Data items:
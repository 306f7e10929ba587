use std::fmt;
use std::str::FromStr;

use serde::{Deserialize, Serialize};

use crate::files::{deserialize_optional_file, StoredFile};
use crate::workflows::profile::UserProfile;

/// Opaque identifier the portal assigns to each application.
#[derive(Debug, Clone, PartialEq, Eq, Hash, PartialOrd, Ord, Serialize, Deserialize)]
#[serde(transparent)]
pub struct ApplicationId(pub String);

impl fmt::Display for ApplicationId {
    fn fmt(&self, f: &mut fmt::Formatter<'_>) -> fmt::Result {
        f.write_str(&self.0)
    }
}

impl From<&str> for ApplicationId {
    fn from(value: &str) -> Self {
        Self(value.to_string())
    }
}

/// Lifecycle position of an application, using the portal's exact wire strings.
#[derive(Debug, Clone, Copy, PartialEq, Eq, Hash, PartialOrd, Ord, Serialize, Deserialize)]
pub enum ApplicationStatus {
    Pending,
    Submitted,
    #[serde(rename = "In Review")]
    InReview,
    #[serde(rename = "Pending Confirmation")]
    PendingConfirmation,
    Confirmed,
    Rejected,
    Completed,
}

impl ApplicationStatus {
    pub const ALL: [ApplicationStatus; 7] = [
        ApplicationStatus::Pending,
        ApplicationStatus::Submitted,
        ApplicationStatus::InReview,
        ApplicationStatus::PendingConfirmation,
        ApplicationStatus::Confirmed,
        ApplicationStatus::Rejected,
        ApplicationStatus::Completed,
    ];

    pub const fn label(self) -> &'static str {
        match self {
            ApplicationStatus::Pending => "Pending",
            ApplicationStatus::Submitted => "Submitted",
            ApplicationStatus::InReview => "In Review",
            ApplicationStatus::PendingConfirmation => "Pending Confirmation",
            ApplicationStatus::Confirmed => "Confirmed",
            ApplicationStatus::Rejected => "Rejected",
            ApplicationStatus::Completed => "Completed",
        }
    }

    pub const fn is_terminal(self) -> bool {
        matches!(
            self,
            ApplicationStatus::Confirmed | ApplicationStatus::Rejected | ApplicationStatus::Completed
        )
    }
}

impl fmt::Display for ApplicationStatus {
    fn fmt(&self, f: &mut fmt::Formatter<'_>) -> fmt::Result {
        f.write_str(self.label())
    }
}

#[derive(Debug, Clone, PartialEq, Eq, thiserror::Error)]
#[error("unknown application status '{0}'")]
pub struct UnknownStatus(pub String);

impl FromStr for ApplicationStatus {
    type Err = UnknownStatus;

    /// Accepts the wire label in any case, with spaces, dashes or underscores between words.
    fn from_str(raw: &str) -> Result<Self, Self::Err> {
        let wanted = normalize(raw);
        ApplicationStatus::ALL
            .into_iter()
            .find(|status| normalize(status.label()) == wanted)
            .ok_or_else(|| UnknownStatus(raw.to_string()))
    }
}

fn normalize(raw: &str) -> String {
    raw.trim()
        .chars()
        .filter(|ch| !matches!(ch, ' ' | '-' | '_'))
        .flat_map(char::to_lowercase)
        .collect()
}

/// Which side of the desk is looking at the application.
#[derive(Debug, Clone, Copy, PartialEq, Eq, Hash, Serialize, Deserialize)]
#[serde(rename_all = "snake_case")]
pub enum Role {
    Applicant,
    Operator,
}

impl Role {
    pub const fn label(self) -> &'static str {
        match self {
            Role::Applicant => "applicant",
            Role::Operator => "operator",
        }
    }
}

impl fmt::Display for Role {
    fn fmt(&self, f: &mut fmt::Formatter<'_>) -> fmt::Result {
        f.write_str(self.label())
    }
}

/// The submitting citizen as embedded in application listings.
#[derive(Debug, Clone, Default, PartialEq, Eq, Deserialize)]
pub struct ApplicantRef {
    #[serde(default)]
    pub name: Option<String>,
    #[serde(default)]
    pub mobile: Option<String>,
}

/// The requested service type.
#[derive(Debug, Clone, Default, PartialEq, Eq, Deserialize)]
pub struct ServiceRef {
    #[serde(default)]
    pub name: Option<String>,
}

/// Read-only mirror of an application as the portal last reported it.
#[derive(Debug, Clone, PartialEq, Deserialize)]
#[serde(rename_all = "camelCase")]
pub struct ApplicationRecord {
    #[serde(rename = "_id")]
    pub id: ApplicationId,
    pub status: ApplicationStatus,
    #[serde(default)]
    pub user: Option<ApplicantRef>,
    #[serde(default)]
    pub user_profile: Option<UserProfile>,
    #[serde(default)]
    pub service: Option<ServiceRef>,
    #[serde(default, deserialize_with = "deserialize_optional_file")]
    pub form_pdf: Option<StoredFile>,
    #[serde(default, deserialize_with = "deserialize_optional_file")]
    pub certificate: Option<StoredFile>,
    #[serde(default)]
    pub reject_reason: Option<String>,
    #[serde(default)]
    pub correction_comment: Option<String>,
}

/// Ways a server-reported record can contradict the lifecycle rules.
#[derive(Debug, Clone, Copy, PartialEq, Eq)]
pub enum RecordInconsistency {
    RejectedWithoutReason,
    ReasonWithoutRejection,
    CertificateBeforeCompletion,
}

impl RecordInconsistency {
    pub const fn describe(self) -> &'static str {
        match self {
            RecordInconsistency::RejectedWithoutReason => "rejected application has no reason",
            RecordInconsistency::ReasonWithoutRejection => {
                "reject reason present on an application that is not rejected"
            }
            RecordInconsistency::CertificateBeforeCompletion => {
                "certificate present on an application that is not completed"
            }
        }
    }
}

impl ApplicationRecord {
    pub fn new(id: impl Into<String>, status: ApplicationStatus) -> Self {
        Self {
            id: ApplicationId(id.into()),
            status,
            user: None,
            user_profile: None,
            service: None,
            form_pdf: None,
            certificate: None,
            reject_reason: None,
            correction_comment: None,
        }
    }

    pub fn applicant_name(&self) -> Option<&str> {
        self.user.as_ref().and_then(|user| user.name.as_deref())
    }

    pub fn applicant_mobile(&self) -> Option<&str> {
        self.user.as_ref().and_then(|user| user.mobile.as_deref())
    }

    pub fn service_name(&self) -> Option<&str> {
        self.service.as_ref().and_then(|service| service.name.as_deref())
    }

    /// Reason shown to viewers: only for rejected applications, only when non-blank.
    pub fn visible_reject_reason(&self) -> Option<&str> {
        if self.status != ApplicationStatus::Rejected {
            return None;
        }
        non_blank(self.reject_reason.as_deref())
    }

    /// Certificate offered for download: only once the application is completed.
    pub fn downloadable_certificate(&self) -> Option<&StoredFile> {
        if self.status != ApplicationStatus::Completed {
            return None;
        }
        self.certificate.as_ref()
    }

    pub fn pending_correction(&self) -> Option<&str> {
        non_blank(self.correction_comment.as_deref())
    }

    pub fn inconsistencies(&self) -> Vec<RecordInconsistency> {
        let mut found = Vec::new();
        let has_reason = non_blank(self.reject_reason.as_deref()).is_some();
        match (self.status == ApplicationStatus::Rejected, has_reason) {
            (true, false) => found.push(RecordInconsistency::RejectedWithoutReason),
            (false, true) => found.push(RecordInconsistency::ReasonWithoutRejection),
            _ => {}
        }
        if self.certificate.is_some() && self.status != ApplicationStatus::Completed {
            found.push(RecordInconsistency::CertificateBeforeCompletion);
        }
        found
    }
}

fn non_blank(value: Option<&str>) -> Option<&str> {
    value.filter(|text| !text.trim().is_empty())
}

==

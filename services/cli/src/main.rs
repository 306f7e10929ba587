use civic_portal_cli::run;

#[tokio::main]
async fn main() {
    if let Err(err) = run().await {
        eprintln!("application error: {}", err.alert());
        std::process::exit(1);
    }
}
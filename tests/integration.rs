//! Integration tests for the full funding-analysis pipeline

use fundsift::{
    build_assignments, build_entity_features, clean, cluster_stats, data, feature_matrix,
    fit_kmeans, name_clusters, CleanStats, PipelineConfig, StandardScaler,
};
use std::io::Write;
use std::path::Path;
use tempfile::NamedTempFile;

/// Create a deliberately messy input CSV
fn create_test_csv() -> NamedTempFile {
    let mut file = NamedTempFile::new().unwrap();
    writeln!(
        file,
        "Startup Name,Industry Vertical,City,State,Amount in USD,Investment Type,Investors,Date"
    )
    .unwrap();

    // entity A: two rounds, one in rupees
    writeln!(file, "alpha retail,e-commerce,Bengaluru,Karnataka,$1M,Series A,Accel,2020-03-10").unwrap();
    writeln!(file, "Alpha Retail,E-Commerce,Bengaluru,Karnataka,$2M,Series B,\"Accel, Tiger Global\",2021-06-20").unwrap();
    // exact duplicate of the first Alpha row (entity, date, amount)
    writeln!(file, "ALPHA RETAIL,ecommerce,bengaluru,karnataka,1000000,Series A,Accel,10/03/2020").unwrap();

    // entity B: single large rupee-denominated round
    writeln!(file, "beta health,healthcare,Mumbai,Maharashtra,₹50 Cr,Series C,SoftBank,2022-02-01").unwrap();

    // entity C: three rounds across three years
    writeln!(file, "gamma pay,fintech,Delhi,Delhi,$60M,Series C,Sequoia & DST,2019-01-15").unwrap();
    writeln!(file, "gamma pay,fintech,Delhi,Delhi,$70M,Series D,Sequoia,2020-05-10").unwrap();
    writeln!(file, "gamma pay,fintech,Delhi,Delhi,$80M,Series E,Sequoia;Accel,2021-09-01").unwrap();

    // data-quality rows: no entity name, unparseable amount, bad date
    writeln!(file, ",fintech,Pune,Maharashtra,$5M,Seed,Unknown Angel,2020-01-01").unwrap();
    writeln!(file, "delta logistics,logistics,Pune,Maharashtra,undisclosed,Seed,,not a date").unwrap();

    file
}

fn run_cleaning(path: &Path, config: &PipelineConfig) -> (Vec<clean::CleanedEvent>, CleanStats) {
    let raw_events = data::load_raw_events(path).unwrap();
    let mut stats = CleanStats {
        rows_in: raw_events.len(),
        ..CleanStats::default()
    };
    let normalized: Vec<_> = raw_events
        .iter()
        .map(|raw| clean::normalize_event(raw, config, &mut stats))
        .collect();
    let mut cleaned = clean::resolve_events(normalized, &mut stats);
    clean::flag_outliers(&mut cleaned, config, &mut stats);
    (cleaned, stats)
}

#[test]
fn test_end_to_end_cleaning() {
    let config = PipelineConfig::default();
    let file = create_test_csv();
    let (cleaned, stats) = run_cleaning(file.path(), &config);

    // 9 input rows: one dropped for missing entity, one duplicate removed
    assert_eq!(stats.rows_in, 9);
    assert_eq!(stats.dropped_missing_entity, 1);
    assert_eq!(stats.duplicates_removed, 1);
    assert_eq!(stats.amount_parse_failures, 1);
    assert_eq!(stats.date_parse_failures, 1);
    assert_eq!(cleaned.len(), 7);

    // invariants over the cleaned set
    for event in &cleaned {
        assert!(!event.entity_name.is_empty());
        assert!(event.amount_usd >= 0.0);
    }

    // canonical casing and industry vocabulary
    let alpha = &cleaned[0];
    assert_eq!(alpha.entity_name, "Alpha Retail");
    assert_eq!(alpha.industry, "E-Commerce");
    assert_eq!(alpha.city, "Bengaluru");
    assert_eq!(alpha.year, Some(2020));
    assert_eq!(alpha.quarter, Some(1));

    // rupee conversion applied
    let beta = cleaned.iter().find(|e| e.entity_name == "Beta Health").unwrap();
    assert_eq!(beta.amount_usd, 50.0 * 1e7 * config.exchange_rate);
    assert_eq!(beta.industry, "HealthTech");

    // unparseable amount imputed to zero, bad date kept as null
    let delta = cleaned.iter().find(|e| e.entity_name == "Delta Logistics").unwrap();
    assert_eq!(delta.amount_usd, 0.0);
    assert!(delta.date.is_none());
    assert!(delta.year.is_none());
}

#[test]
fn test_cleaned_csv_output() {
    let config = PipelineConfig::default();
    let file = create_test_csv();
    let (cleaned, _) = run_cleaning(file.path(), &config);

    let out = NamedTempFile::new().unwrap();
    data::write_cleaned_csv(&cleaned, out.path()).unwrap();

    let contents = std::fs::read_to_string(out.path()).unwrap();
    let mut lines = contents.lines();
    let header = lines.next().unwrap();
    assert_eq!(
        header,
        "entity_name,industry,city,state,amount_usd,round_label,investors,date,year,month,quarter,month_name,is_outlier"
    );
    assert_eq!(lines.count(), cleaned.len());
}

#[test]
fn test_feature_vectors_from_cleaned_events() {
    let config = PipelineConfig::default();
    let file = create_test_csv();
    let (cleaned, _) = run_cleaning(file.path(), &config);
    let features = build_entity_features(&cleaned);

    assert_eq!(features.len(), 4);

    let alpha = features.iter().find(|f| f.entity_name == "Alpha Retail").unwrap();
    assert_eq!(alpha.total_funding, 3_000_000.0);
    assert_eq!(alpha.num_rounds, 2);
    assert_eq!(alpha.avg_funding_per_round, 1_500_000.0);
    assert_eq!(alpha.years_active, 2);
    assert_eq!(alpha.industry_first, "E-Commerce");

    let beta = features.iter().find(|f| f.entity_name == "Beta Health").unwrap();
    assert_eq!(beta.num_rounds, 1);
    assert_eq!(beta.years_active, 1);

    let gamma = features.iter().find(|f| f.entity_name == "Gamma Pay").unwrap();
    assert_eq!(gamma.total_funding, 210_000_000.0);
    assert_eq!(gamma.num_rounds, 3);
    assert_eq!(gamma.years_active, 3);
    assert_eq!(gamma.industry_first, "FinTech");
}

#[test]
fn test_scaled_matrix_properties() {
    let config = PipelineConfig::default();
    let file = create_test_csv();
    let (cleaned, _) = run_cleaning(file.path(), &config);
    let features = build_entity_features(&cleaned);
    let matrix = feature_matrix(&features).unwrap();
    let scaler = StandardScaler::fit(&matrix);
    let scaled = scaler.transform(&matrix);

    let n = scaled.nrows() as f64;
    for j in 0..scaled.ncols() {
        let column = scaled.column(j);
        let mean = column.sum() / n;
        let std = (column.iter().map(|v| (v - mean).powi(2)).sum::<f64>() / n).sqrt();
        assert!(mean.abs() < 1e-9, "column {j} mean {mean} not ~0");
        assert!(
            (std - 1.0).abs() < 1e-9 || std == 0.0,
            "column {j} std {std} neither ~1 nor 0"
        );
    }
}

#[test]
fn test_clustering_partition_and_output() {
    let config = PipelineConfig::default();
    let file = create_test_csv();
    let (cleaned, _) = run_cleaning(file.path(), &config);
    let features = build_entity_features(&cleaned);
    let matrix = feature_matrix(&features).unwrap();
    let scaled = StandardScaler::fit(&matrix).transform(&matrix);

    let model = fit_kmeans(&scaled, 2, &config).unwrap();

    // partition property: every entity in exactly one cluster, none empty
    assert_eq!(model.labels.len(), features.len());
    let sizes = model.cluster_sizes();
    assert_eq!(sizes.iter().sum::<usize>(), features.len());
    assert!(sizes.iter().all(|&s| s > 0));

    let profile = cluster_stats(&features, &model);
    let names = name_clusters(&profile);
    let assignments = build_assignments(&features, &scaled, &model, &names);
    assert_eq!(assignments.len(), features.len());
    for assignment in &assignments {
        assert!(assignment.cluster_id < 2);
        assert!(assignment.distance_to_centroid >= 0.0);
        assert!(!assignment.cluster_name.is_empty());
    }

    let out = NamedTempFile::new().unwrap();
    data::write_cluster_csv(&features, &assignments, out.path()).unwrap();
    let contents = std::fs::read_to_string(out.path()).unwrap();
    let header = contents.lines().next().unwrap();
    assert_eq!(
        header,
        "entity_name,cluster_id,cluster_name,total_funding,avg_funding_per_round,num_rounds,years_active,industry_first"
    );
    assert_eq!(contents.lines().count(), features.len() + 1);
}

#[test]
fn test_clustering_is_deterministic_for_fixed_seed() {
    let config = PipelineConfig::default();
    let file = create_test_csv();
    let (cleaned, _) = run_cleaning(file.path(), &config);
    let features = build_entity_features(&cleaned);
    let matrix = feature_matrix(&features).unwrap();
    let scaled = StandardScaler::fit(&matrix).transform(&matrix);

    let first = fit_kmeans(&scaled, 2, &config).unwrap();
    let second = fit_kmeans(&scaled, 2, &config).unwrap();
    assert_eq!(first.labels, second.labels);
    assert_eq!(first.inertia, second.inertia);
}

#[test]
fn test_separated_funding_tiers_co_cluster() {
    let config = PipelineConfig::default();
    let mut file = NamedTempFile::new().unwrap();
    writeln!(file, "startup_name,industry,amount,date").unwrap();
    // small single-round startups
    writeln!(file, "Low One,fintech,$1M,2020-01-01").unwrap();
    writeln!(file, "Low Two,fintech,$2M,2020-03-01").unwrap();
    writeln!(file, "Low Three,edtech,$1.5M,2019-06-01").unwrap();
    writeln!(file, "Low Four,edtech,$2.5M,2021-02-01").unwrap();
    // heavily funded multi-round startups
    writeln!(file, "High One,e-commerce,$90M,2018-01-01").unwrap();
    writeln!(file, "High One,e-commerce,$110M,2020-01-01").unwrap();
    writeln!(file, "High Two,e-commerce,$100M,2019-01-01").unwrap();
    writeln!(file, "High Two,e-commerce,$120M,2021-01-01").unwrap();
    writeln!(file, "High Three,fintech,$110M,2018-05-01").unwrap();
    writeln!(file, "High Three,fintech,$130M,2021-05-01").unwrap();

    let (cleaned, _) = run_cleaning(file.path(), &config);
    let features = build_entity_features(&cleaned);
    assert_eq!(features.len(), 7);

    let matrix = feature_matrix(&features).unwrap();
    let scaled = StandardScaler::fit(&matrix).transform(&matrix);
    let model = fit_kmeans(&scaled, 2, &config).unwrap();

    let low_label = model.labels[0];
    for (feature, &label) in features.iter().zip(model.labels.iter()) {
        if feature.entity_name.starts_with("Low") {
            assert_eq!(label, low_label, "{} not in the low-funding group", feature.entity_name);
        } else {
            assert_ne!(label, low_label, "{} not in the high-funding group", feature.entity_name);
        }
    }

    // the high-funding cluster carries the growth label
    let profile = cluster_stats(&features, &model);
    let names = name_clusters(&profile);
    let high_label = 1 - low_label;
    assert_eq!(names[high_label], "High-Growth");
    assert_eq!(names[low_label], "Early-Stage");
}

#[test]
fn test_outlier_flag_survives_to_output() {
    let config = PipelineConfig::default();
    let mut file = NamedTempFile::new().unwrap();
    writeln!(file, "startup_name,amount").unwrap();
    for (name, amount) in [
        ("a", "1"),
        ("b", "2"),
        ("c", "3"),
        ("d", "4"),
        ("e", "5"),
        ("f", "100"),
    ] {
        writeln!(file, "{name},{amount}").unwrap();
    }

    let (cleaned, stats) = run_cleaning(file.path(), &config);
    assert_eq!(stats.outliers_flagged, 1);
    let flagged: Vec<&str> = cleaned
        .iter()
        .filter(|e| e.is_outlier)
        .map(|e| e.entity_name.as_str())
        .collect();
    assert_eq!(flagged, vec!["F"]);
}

---

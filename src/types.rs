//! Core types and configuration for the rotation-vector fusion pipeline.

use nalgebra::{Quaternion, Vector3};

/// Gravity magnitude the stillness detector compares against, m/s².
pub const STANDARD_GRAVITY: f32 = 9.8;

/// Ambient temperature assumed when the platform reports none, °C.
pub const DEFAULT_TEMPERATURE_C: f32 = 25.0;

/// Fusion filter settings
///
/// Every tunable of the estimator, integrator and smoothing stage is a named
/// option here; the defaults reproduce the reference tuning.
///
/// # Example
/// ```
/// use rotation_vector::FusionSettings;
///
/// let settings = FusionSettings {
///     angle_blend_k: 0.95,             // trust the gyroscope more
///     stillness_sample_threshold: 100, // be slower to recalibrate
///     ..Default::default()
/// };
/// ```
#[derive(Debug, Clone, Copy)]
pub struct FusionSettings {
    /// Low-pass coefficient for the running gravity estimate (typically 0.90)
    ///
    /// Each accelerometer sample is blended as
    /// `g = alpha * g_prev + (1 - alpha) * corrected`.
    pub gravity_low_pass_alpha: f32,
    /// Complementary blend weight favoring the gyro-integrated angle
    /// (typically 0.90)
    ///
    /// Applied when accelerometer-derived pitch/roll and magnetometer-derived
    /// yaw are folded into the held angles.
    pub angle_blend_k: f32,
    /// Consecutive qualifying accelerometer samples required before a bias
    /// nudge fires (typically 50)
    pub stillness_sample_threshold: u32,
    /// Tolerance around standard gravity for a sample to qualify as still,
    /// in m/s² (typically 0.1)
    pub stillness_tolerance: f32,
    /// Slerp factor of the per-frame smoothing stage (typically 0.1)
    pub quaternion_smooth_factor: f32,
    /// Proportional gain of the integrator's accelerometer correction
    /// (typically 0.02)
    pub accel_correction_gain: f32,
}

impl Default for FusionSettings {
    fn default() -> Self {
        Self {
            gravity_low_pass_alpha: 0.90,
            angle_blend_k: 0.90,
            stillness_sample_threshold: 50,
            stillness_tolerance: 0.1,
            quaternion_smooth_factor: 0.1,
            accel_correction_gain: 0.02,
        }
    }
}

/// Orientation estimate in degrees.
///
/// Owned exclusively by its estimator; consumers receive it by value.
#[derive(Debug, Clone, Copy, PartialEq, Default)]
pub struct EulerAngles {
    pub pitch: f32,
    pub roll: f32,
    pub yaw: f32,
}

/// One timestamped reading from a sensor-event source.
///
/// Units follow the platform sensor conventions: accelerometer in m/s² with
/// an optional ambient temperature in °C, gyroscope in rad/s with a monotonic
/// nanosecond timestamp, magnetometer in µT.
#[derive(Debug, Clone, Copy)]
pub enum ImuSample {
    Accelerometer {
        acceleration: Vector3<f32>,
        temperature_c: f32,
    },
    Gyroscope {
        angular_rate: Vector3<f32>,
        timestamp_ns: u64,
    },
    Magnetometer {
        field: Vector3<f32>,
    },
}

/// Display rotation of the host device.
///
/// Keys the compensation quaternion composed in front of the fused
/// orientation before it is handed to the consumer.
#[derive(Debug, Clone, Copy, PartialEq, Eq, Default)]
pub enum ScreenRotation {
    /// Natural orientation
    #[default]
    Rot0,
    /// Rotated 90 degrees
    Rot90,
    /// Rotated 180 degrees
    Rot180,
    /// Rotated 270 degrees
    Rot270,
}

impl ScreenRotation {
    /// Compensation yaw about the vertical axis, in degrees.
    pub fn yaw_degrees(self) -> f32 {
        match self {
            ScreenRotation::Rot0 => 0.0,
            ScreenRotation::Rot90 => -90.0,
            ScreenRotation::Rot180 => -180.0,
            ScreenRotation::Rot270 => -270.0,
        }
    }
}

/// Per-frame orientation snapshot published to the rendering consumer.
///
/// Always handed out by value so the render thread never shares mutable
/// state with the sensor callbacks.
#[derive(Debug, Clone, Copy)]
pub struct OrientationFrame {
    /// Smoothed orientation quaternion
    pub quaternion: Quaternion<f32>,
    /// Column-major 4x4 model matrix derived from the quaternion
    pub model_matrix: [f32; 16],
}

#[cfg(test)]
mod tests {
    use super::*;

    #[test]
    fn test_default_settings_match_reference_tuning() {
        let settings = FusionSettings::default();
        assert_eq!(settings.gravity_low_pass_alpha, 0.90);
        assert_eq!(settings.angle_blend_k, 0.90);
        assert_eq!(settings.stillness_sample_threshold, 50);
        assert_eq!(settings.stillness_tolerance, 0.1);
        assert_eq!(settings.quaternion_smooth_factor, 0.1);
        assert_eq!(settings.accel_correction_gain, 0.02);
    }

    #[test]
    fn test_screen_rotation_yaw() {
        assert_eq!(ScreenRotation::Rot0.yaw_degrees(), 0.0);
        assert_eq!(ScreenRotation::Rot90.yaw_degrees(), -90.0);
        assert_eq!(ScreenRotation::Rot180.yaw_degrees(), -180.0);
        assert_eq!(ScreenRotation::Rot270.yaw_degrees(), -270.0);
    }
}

> _Brief_
Determine how many lines of the records above contain the word "labels", and report only that number.

> _Written answer_
4